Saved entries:
▶

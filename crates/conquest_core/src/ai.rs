//! Computer opponent.
//!
//! Each non-neutral faction gets one [`AiAgent`]. An agent waits out a
//! cooldown, then picks a random building of its own with enough troops
//! and sends it at the cheapest reachable rival or neutral building.
//! "Cheapest" is a weighted mix of distance and defender count, with a
//! surcharge on neutral targets so the agent prefers fighting to
//! expanding when costs are close.

use serde::{Deserialize, Serialize};
use tracing::debug;

use crate::buildings::{Building, BuildingId};
use crate::config::AiConfig;
use crate::factions::Team;
use crate::math::Fixed;
use crate::random::RandomSource;

/// Number of best-scored targets a mistaken pick chooses among.
const MISTAKE_POOL: usize = 3;

/// An attack the agent wants dispatched.
#[derive(Debug, Clone, Copy, PartialEq, Eq, Hash, Serialize, Deserialize)]
pub struct AttackCommand {
    /// Sending building.
    pub from: BuildingId,
    /// Receiving building.
    pub to: BuildingId,
}

/// Per-faction decision state.
#[derive(Debug, Clone, PartialEq, Eq, Hash, Serialize, Deserialize)]
pub struct AiAgent {
    /// Faction this agent plays.
    pub team: Team,
    /// Polls since the last issued command.
    pub cooldown_counter: u32,
}

impl AiAgent {
    /// Create an agent for `team` with a fresh cooldown.
    #[must_use]
    pub fn new(team: Team) -> Self {
        Self {
            team,
            cooldown_counter: 0,
        }
    }

    /// Decide on at most one attack.
    ///
    /// `is_blocked(from, to)` reports whether the straight path between two
    /// buildings is obstructed. The counter resets only when a command is
    /// returned, so an agent with nothing to do retries on the next poll.
    pub fn poll<R, F>(
        &mut self,
        buildings: &[Building],
        config: &AiConfig,
        rng: &mut R,
        mut is_blocked: F,
    ) -> Option<AttackCommand>
    where
        R: RandomSource + ?Sized,
        F: FnMut(BuildingId, BuildingId) -> bool,
    {
        self.cooldown_counter = self.cooldown_counter.saturating_add(1);
        if self.cooldown_counter < config.cooldown {
            return None;
        }

        let attackers: Vec<BuildingId> = buildings
            .iter()
            .enumerate()
            .filter(|(_, b)| b.team == self.team && b.count > config.min_attack_count)
            .map(|(id, _)| id)
            .collect();
        if attackers.is_empty() {
            return None;
        }

        if !buildings.iter().any(|b| b.team != self.team) {
            return None;
        }

        let from = attackers[rng.pick(attackers.len())];

        let mut candidates: Vec<(BuildingId, Fixed)> = buildings
            .iter()
            .enumerate()
            .filter(|(id, b)| b.team != self.team && !is_blocked(from, *id))
            .map(|(id, b)| (id, score_target(&buildings[from], b, config)))
            .collect();
        if candidates.is_empty() {
            return None;
        }

        candidates.sort_by(|a, b| a.1.cmp(&b.1));

        let mistake = rng.chance(config.error_chance);
        let index = if mistake && candidates.len() >= MISTAKE_POOL {
            rng.pick(MISTAKE_POOL)
        } else {
            0
        };
        let to = candidates[index].0;

        self.cooldown_counter = 0;
        debug!(team = %self.team, from, to, mistake, "AI attack");
        Some(AttackCommand { from, to })
    }
}

/// Cost of attacking `target` from `from`. Lower is better.
#[must_use]
pub fn score_target(from: &Building, target: &Building, config: &AiConfig) -> Fixed {
    let distance = from.position.distance(target.position);
    let base = distance * config.distance_weight + Fixed::from_num(target.count) * config.count_weight;
    if target.team.is_neutral() {
        base * config.neutral_multiplier
    } else {
        base
    }
}
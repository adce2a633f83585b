//! Simulation benchmarks for conquest_core.
//!
//! Run with: `cargo bench -p conquest_core`

// Benchmark binaries don't need docs on macro-generated functions
#![allow(missing_docs)]

use conquest_core::config::SimConfig;
use conquest_core::map::{BuildingSpec, MapData, ObstacleSpec};
use conquest_core::math::Vec2Fixed;
use conquest_core::simulation::Simulation;
use criterion::{black_box, criterion_group, criterion_main, BatchSize, Criterion};

/// Four-faction grid with a ring of obstacles, roughly the size of the
/// portrait maps.
fn arena() -> MapData {
    let teams = ["player", "enemy", "green", "yellow"];
    let mut buildings = Vec::new();
    for row in 0..6 {
        for col in 0..4 {
            let team = if row == 0 || row == 5 {
                teams[(row / 5) * 2 + col / 2]
            } else {
                "neutral"
            };
            buildings.push(BuildingSpec::new(
                140.0 + 270.0 * f64::from(col as u8),
                160.0 + 320.0 * f64::from(row as u8),
                team,
                if team == "neutral" { 15 } else { 60 },
            ));
        }
    }
    let obstacles = (0..4)
        .map(|i| ObstacleSpec {
            x: 200.0 + 180.0 * f64::from(i as u8),
            y: 900.0,
            w: 80.0,
            h: 60.0,
        })
        .collect();
    MapData {
        buildings,
        obstacles,
        biome: None,
    }
}

pub fn simulation_benchmark(c: &mut Criterion) {
    let map = arena();

    c.bench_function("tick_1000_four_factions", |b| {
        b.iter_batched(
            || Simulation::from_map(SimConfig::default().with_seed(7), &map),
            |mut sim| {
                for _ in 0..1000 {
                    black_box(sim.tick());
                }
                sim.state_hash()
            },
            BatchSize::SmallInput,
        );
    });

    c.bench_function("path_query_uncached", |b| {
        let p1 = Vec2Fixed::from_ints(140, 160);
        let p2 = Vec2Fixed::from_ints(950, 1760);
        b.iter_batched(
            || Simulation::from_map(SimConfig::default(), &map),
            |mut sim| black_box(sim.is_path_blocked(p1, p2)),
            BatchSize::SmallInput,
        );
    });
}

criterion_group!(benches, simulation_benchmark);
criterion_main!(benches);
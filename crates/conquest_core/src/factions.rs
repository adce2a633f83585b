//! Faction definitions and identifiers.

use std::fmt;
use std::str::FromStr;

use serde::{Deserialize, Serialize};

/// Ownership tag for buildings and soldiers.
///
/// `Neutral` is reserved: it never gets an AI agent and never generates
/// troops on its own.
#[derive(
    Debug, Clone, Copy, PartialEq, Eq, PartialOrd, Ord, Hash, Serialize, Deserialize,
)]
#[serde(rename_all = "UPPERCASE")]
pub enum Team {
    /// Unclaimed buildings.
    Neutral,
    /// The first competing faction (bottom of the portrait maps).
    Player,
    /// The second competing faction (top of the portrait maps).
    Enemy,
    /// Third faction for free-for-all maps.
    Green,
    /// Fourth faction for free-for-all maps.
    Yellow,
}

impl Team {
    /// Every tag, neutral first.
    pub const ALL: [Self; 5] = [
        Self::Neutral,
        Self::Player,
        Self::Enemy,
        Self::Green,
        Self::Yellow,
    ];

    /// Whether this is the reserved neutral tag.
    #[must_use]
    pub const fn is_neutral(self) -> bool {
        matches!(self, Self::Neutral)
    }

    /// Canonical upper-case tag as used in map files and events.
    #[must_use]
    pub const fn tag(self) -> &'static str {
        match self {
            Self::Neutral => "NEUTRAL",
            Self::Player => "PLAYER",
            Self::Enemy => "ENEMY",
            Self::Green => "GREEN",
            Self::Yellow => "YELLOW",
        }
    }
}

impl fmt::Display for Team {
    fn fmt(&self, f: &mut fmt::Formatter<'_>) -> fmt::Result {
        f.write_str(self.tag())
    }
}

/// Returned when a map names a faction outside the fixed set.
#[derive(Debug, Clone, PartialEq, Eq, thiserror::Error)]
#[error("unknown team tag '{0}'")]
pub struct UnknownTeam(pub String);

impl FromStr for Team {
    type Err = UnknownTeam;

    /// Parse a tag case-insensitively (`"player"`, `"Player"`, `"PLAYER"`).
    fn from_str(s: &str) -> Result<Self, Self::Err> {
        let upper = s.trim().to_ascii_uppercase();
        Self::ALL
            .into_iter()
            .find(|team| team.tag() == upper)
            .ok_or_else(|| UnknownTeam(s.to_string()))
    }
}
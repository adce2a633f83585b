//! Frame capture for offline rendering.
//!
//! A capture file is a bincode stream: one [`CaptureHeader`], then one
//! `Some(CaptureFrame)` per simulated tick, then a `None` terminator. A
//! file without the terminator was cut short and is rejected on read.
//!
//! Each frame carries the full snapshot after the tick plus that tick's
//! events, so a renderer can draw any frame without replaying the game.

use std::fs::File;
use std::io::{BufReader, BufWriter, Read, Write};
use std::path::Path;

use conquest_core::events::{Outcome, TickEvents};
use conquest_core::random::RandomSource;
use conquest_core::simulation::Simulation;
use conquest_core::snapshot::WorldSnapshot;
use serde::{Deserialize, Serialize};
use tracing::{debug, info};

/// Capture format version.
pub const CAPTURE_VERSION: u32 = 1;

/// Errors reading or writing capture files.
#[derive(Debug, thiserror::Error)]
pub enum CaptureError {
    /// File system failure.
    #[error("capture I/O error: {0}")]
    Io(#[from] std::io::Error),

    /// Encoding or decoding failure, including a truncated stream.
    #[error("capture encoding error: {0}")]
    Encoding(#[from] bincode::Error),

    /// The file was written by an incompatible version.
    #[error("capture version mismatch: expected {expected}, got {found}")]
    VersionMismatch {
        /// Version this build reads
        expected: u32,
        /// Version found in the file
        found: u32,
    },
}

/// Metadata at the start of a capture.
#[derive(Debug, Clone, PartialEq, Eq, Serialize, Deserialize)]
pub struct CaptureHeader {
    /// Format version.
    pub version: u32,
    /// Seed the game ran with.
    pub seed: u64,
    /// Ticks per simulated second.
    pub tick_rate: u32,
    /// Visual theme of the map.
    pub biome: Option<String>,
}

impl CaptureHeader {
    /// Header for the current format version.
    #[must_use]
    pub fn new(seed: u64, tick_rate: u32, biome: Option<String>) -> Self {
        Self {
            version: CAPTURE_VERSION,
            seed,
            tick_rate,
            biome,
        }
    }
}

/// World state after one tick, with the events of that tick.
#[derive(Debug, Clone, PartialEq, Eq, Serialize, Deserialize)]
pub struct CaptureFrame {
    /// State after the tick.
    pub snapshot: WorldSnapshot,
    /// What happened during the tick.
    pub events: TickEvents,
}

/// Streams frames into a writer.
pub struct CaptureWriter<W: Write> {
    writer: W,
    frames: u64,
}

impl<W: Write> CaptureWriter<W> {
    /// Write the header and get ready for frames.
    ///
    /// # Errors
    ///
    /// Returns an error if the header cannot be written.
    pub fn new(mut writer: W, header: &CaptureHeader) -> Result<Self, CaptureError> {
        bincode::serialize_into(&mut writer, header)?;
        Ok(Self { writer, frames: 0 })
    }

    /// Append one frame.
    ///
    /// # Errors
    ///
    /// Returns an error if the frame cannot be written.
    pub fn write_frame(&mut self, frame: &CaptureFrame) -> Result<(), CaptureError> {
        bincode::serialize_into(&mut self.writer, &Some(frame))?;
        self.frames += 1;
        Ok(())
    }

    /// Frames written so far.
    #[must_use]
    pub fn frames(&self) -> u64 {
        self.frames
    }

    /// Write the terminator, flush, and hand back the writer.
    ///
    /// # Errors
    ///
    /// Returns an error if the terminator cannot be written or flushed.
    pub fn finish(mut self) -> Result<W, CaptureError> {
        bincode::serialize_into(&mut self.writer, &None::<CaptureFrame>)?;
        self.writer.flush()?;
        Ok(self.writer)
    }
}

/// Reads frames back from a capture stream.
pub struct CaptureReader<R: Read> {
    reader: R,
    header: CaptureHeader,
    done: bool,
}

impl<R: Read> CaptureReader<R> {
    /// Read and check the header.
    ///
    /// # Errors
    ///
    /// Returns an error if the header is unreadable or from another version.
    pub fn new(mut reader: R) -> Result<Self, CaptureError> {
        let header: CaptureHeader = bincode::deserialize_from(&mut reader)?;
        if header.version != CAPTURE_VERSION {
            return Err(CaptureError::VersionMismatch {
                expected: CAPTURE_VERSION,
                found: header.version,
            });
        }
        Ok(Self {
            reader,
            header,
            done: false,
        })
    }

    /// The capture's header.
    #[must_use]
    pub fn header(&self) -> &CaptureHeader {
        &self.header
    }

    /// Next frame, or `None` after the terminator.
    ///
    /// # Errors
    ///
    /// Returns an error if the stream ends before the terminator.
    pub fn next_frame(&mut self) -> Result<Option<CaptureFrame>, CaptureError> {
        if self.done {
            return Ok(None);
        }
        let frame: Option<CaptureFrame> = bincode::deserialize_from(&mut self.reader)?;
        self.done = frame.is_none();
        Ok(frame)
    }

    /// Read every remaining frame.
    ///
    /// # Errors
    ///
    /// Returns an error if any frame fails to decode.
    pub fn read_all(mut self) -> Result<Vec<CaptureFrame>, CaptureError> {
        let mut frames = Vec::new();
        while let Some(frame) = self.next_frame()? {
            frames.push(frame);
        }
        Ok(frames)
    }
}

/// Summary of a finished capture run.
#[derive(Debug, Clone, PartialEq, Eq, Serialize, Deserialize)]
pub struct CaptureSummary {
    /// Frames written.
    pub frames: u64,
    /// Outcome, if decided within the tick limit.
    pub victory: Option<Outcome>,
    /// Whether the game reached its finished state.
    pub finished: bool,
    /// State hash after the last frame.
    pub final_hash: u64,
}

/// Tick `sim` until it finishes or `max_ticks` have run, writing a frame
/// per tick.
///
/// # Errors
///
/// Returns an error if a frame cannot be written.
pub fn record<R: RandomSource, W: Write>(
    sim: &mut Simulation<R>,
    writer: &mut CaptureWriter<W>,
    max_ticks: u64,
) -> Result<CaptureSummary, CaptureError> {
    let start = writer.frames();
    while !sim.is_finished() && writer.frames() - start < max_ticks {
        let events = sim.tick();
        if !events.is_empty() {
            debug!(tick = sim.get_tick(), events = events.len(), "Captured events");
        }
        writer.write_frame(&CaptureFrame {
            snapshot: sim.snapshot(),
            events,
        })?;
    }

    Ok(CaptureSummary {
        frames: writer.frames() - start,
        victory: sim.victory(),
        finished: sim.is_finished(),
        final_hash: sim.state_hash(),
    })
}

/// Record a whole game into a capture file at `path`.
///
/// # Errors
///
/// Returns an error if the file cannot be created or written.
pub fn record_to_file<R: RandomSource, P: AsRef<Path>>(
    sim: &mut Simulation<R>,
    header: &CaptureHeader,
    path: P,
    max_ticks: u64,
) -> Result<CaptureSummary, CaptureError> {
    let path = path.as_ref();
    if let Some(parent) = path.parent() {
        std::fs::create_dir_all(parent)?;
    }
    let file = BufWriter::new(File::create(path)?);
    let mut writer = CaptureWriter::new(file, header)?;
    let summary = record(sim, &mut writer, max_ticks)?;
    writer.finish()?;

    info!(
        path = %path.display(),
        frames = summary.frames,
        finished = summary.finished,
        "Capture written"
    );
    Ok(summary)
}

/// Open a capture file for reading.
///
/// # Errors
///
/// Returns an error if the file cannot be opened or has a bad header.
pub fn open<P: AsRef<Path>>(path: P) -> Result<CaptureReader<BufReader<File>>, CaptureError> {
    CaptureReader::new(BufReader::new(File::open(path)?))
}
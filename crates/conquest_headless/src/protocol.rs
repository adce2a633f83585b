//! JSON protocol for headless game communication.
//!
//! The headless runner communicates via JSON lines (one JSON object per line):
//!
//! **Input (stdin):** Commands from the controlling process
//! **Output (stdout):** One or more responses per command
//!
//! # Protocol Flow
//!
//! 1. Runner starts, outputs `{"type":"ready","version":"1.0","tick":0}`
//! 2. Controller sends commands as JSON lines
//! 3. `step` answers with one `tick` response per advanced tick
//! 4. `quit` answers `bye` and the runner exits
//!
//! # Example Session
//!
//! ```text
//! <- {"type":"ready","version":"1.0","tick":0}
//! -> {"cmd":"load_map","path":"maps/skirmish.json"}
//! <- {"type":"loaded","buildings":9,"obstacles":2,"factions":["PLAYER","ENEMY"]}
//! -> {"cmd":"send","from":0,"to":4}
//! <- {"type":"dispatch","accepted":true}
//! -> {"cmd":"step","count":2}
//! <- {"type":"tick","tick":1,"events":[{"type":"SPAWN","x":540.0,"y":1728.0}]}
//! <- {"type":"tick","tick":2,"events":[]}
//! -> {"cmd":"hash"}
//! <- {"type":"hash","tick":2,"hash":1234567890}
//! ```
//!
//! Coordinates are plain floats on the wire. The simulation itself stays in
//! fixed point; conversion happens only here.

use conquest_core::buildings::Building;
use conquest_core::error::GameError;
use conquest_core::events::SimEvent;
use conquest_core::factions::Team;
use conquest_core::math::Vec2Fixed;
use conquest_core::snapshot::WorldSnapshot;
use conquest_core::soldiers::Soldier;
use serde::{Deserialize, Serialize};

/// Protocol version reported in the `ready` line.
pub const PROTOCOL_VERSION: &str = "1.0";

// ============================================================================
// Input Commands (Controller -> Runner)
// ============================================================================

/// Commands that can be sent to the headless runner.
#[derive(Debug, Clone, PartialEq, Eq, Serialize, Deserialize)]
#[serde(tag = "cmd", rename_all = "snake_case")]
pub enum Command {
    /// Advance simulation by N ticks. Stops early once the game finishes.
    Step {
        /// Number of ticks to advance (default: 1)
        #[serde(default = "default_step_count")]
        count: u32,
    },

    /// Query current game state.
    Query,

    /// Replace the world with a map file (JSON, or RON by extension).
    LoadMap {
        /// Path to the map file
        path: String,
    },

    /// Dispatch troops from one building to another.
    Send {
        /// Origin building index
        from: usize,
        /// Target building index
        to: usize,
    },

    /// Get the state hash for determinism checks.
    Hash,

    /// Quit the runner.
    Quit,
}

fn default_step_count() -> u32 {
    1
}

// ============================================================================
// Output Responses (Runner -> Controller)
// ============================================================================

/// Responses from the headless runner.
#[derive(Debug, Clone, PartialEq, Serialize, Deserialize)]
#[serde(tag = "type", rename_all = "snake_case")]
pub enum Response {
    /// Runner is ready to accept commands.
    Ready {
        /// Protocol version
        version: String,
        /// Current tick
        tick: u64,
    },

    /// One tick was advanced.
    Tick {
        /// Tick count after advancing
        tick: u64,
        /// Events of this tick, in order
        events: Vec<EventOutput>,
    },

    /// Full game state.
    State(StateOutput),

    /// A map was loaded.
    Loaded {
        /// Buildings in the new world
        buildings: usize,
        /// Obstacles in the new world
        obstacles: usize,
        /// Competing factions discovered
        factions: Vec<Team>,
    },

    /// Result of a `send` command.
    Dispatch {
        /// Whether troops were sent
        accepted: bool,
    },

    /// State hash response.
    Hash {
        /// Current tick
        tick: u64,
        /// Deterministic state hash
        hash: u64,
    },

    /// Error occurred.
    Error {
        /// Error message
        message: String,
        /// Command that caused the error, when it could be parsed
        #[serde(default, skip_serializing_if = "Option::is_none")]
        cmd: Option<String>,
    },

    /// Runner is shutting down.
    Bye,
}

// ============================================================================
// State Types
// ============================================================================

/// A simulation event with float coordinates.
#[derive(Debug, Clone, PartialEq, Serialize, Deserialize)]
#[serde(tag = "type", rename_all = "SCREAMING_SNAKE_CASE")]
pub enum EventOutput {
    /// Troops left a building.
    Spawn {
        /// Origin X
        x: f64,
        /// Origin Y
        y: f64,
    },
    /// A soldier arrived without capturing.
    Hit {
        /// Target X
        x: f64,
        /// Target Y
        y: f64,
        /// Arriving faction
        team: Team,
        /// Owner of the target after the hit
        #[serde(rename = "targetTeam")]
        target_team: Team,
    },
    /// A building changed owner.
    Capture {
        /// Building X
        x: f64,
        /// Building Y
        y: f64,
        /// New owner
        team: Team,
    },
    /// The game was decided.
    Victory {
        /// Faction tag, `NONE` or `MULTIPLE`
        winner: String,
    },
}

impl From<&SimEvent> for EventOutput {
    fn from(event: &SimEvent) -> Self {
        match *event {
            SimEvent::Spawn { position } => {
                let (x, y) = to_float(position);
                Self::Spawn { x, y }
            }
            SimEvent::Hit {
                position,
                team,
                target_team,
            } => {
                let (x, y) = to_float(position);
                Self::Hit {
                    x,
                    y,
                    team,
                    target_team,
                }
            }
            SimEvent::Capture { position, team } => {
                let (x, y) = to_float(position);
                Self::Capture { x, y, team }
            }
            SimEvent::Victory { winner } => Self::Victory {
                winner: winner.to_string(),
            },
        }
    }
}

/// Building state for output.
#[derive(Debug, Clone, PartialEq, Serialize, Deserialize)]
pub struct BuildingState {
    /// Building index
    pub id: usize,
    /// Centre X
    pub x: f64,
    /// Centre Y
    pub y: f64,
    /// Owner
    pub team: Team,
    /// Garrison
    pub count: i32,
    /// Subtype tag
    pub kind: String,
}

/// Soldier state for output.
#[derive(Debug, Clone, PartialEq, Serialize, Deserialize)]
pub struct SoldierState {
    /// Current X
    pub x: f64,
    /// Current Y
    pub y: f64,
    /// Owner
    pub team: Team,
    /// Target building index
    pub target: usize,
}

/// Payload of a `state` response.
#[derive(Debug, Clone, PartialEq, Serialize, Deserialize)]
pub struct StateOutput {
    /// Current tick
    pub tick: u64,
    /// All buildings in index order
    pub buildings: Vec<BuildingState>,
    /// Soldiers in flight
    pub soldiers: Vec<SoldierState>,
    /// Scheduled spawns not yet on the field
    pub pending_spawns: usize,
    /// Outcome once decided
    #[serde(default, skip_serializing_if = "Option::is_none")]
    pub victory: Option<String>,
    /// Ticks elapsed since the outcome was decided
    #[serde(rename = "victoryFrames")]
    pub victory_frames: u32,
    /// Whether the game is over
    pub finished: bool,
}

impl From<&WorldSnapshot> for StateOutput {
    fn from(snapshot: &WorldSnapshot) -> Self {
        Self {
            tick: snapshot.tick,
            buildings: snapshot
                .buildings
                .iter()
                .enumerate()
                .map(|(id, b)| BuildingState::new(id, b))
                .collect(),
            soldiers: snapshot.soldiers.iter().map(SoldierState::from).collect(),
            pending_spawns: snapshot.pending_spawns,
            victory: snapshot.victory.map(|v| v.to_string()),
            victory_frames: snapshot.victory_frames,
            finished: snapshot.finished,
        }
    }
}

impl BuildingState {
    fn new(id: usize, building: &Building) -> Self {
        let (x, y) = to_float(building.position);
        Self {
            id,
            x,
            y,
            team: building.team,
            count: building.count,
            kind: building.kind.tag().to_string(),
        }
    }
}

impl From<&Soldier> for SoldierState {
    fn from(soldier: &Soldier) -> Self {
        let (x, y) = to_float(soldier.position);
        Self {
            x,
            y,
            team: soldier.team,
            target: soldier.target,
        }
    }
}

fn to_float(position: Vec2Fixed) -> (f64, f64) {
    (position.x.to_num(), position.y.to_num())
}

// ============================================================================
// Errors
// ============================================================================

/// Failures while serving the protocol.
#[derive(Debug, thiserror::Error)]
pub enum ProtocolError {
    /// A line was not a valid command.
    #[error("invalid command: {0}")]
    Parse(#[from] serde_json::Error),

    /// The simulation rejected a command.
    #[error(transparent)]
    Game(#[from] GameError),

    /// Reading input or writing output failed.
    #[error("I/O error: {0}")]
    Io(#[from] std::io::Error),
}

// ============================================================================
// Helpers
// ============================================================================

impl Response {
    /// Create a ready response.
    #[must_use]
    pub fn ready(tick: u64) -> Self {
        Self::Ready {
            version: PROTOCOL_VERSION.to_string(),
            tick,
        }
    }

    /// Create an error response.
    pub fn error(message: impl Into<String>, cmd: Option<&str>) -> Self {
        Self::Error {
            message: message.into(),
            cmd: cmd.map(String::from),
        }
    }

    /// Create a state response from a snapshot.
    #[must_use]
    pub fn state(snapshot: &WorldSnapshot) -> Self {
        Self::State(StateOutput::from(snapshot))
    }

    /// Serialize to a JSON line (with trailing newline).
    #[must_use]
    pub fn to_json_line(&self) -> String {
        let mut json = serde_json::to_string(self).unwrap_or_else(|e| {
            format!(r#"{{"type":"error","message":"Serialization failed: {e}"}}"#)
        });
        json.push('\n');
        json
    }
}

impl Command {
    /// Parse a command from a JSON line.
    ///
    /// # Errors
    ///
    /// Returns [`ProtocolError::Parse`] if the line is not a known command.
    pub fn from_json(json: &str) -> Result<Self, ProtocolError> {
        Ok(serde_json::from_str(json)?)
    }

    /// Get command name for logging.
    #[must_use]
    pub const fn name(&self) -> &'static str {
        match self {
            Self::Step { .. } => "step",
            Self::Query => "query",
            Self::LoadMap { .. } => "load_map",
            Self::Send { .. } => "send",
            Self::Hash => "hash",
            Self::Quit => "quit",
        }
    }
}

#[cfg(test)]
mod tests {
    use super::*;
    use conquest_core::events::Outcome;
    use conquest_core::math::Fixed;

    #[test]
    fn test_parse_step_command() {
        let cmd = Command::from_json(r#"{"cmd":"step","count":60}"#).unwrap();
        assert_eq!(cmd, Command::Step { count: 60 });
    }

    #[test]
    fn test_step_count_defaults_to_one() {
        let cmd = Command::from_json(r#"{"cmd":"step"}"#).unwrap();
        assert_eq!(cmd, Command::Step { count: 1 });
    }

    #[test]
    fn test_parse_send_command() {
        let cmd = Command::from_json(r#"{"cmd":"send","from":3,"to":7}"#).unwrap();
        assert_eq!(cmd, Command::Send { from: 3, to: 7 });
        assert_eq!(cmd.name(), "send");
    }

    #[test]
    fn test_parse_load_map_command() {
        let cmd = Command::from_json(r#"{"cmd":"load_map","path":"maps/a.json"}"#).unwrap();
        assert_eq!(
            cmd,
            Command::LoadMap {
                path: "maps/a.json".to_string()
            }
        );
    }

    #[test]
    fn test_unknown_command_is_parse_error() {
        let err = Command::from_json(r#"{"cmd":"fly"}"#).unwrap_err();
        assert!(matches!(err, ProtocolError::Parse(_)));
    }

    #[test]
    fn test_ready_line() {
        let line = Response::ready(0).to_json_line();
        assert!(line.ends_with('\n'));
        assert!(line.contains(r#""type":"ready""#));
        assert!(line.contains(r#""version":"1.0""#));
    }

    #[test]
    fn test_error_omits_missing_cmd() {
        let json = Response::error("bad", None).to_json_line();
        assert!(json.contains(r#""message":"bad""#));
        assert!(!json.contains("cmd"));
    }

    #[test]
    fn test_hit_event_uses_camel_case_target_team() {
        let event = SimEvent::Hit {
            position: Vec2Fixed::new(Fixed::from_num(10.5), Fixed::from_num(20)),
            team: Team::Player,
            target_team: Team::Enemy,
        };
        let json = serde_json::to_string(&EventOutput::from(&event)).unwrap();
        assert_eq!(
            json,
            r#"{"type":"HIT","x":10.5,"y":20.0,"team":"PLAYER","targetTeam":"ENEMY"}"#
        );
    }

    #[test]
    fn test_victory_event_carries_outcome_tag() {
        let event = SimEvent::Victory {
            winner: Outcome::Multiple,
        };
        assert_eq!(
            EventOutput::from(&event),
            EventOutput::Victory {
                winner: "MULTIPLE".to_string()
            }
        );
    }

    #[test]
    fn test_state_response_is_flat() {
        let snapshot = WorldSnapshot {
            tick: 4,
            buildings: vec![],
            soldiers: vec![],
            pending_spawns: 2,
            victory: Some(Outcome::Winner(Team::Enemy)),
            victory_frames: 1,
            finished: false,
        };
        let json = Response::state(&snapshot).to_json_line();
        assert!(json.contains(r#""type":"state""#));
        assert!(json.contains(r#""tick":4"#));
        assert!(json.contains(r#""victory":"ENEMY""#));
        assert!(json.contains(r#""victoryFrames":1"#));
    }
}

◀

BRIEF:
Pick out the lines above that hold the string "first" and show them.

WRITTEN SOLUTION:
    /// The first competing faction (bottom of the portrait maps).
    /// Every tag, neutral first.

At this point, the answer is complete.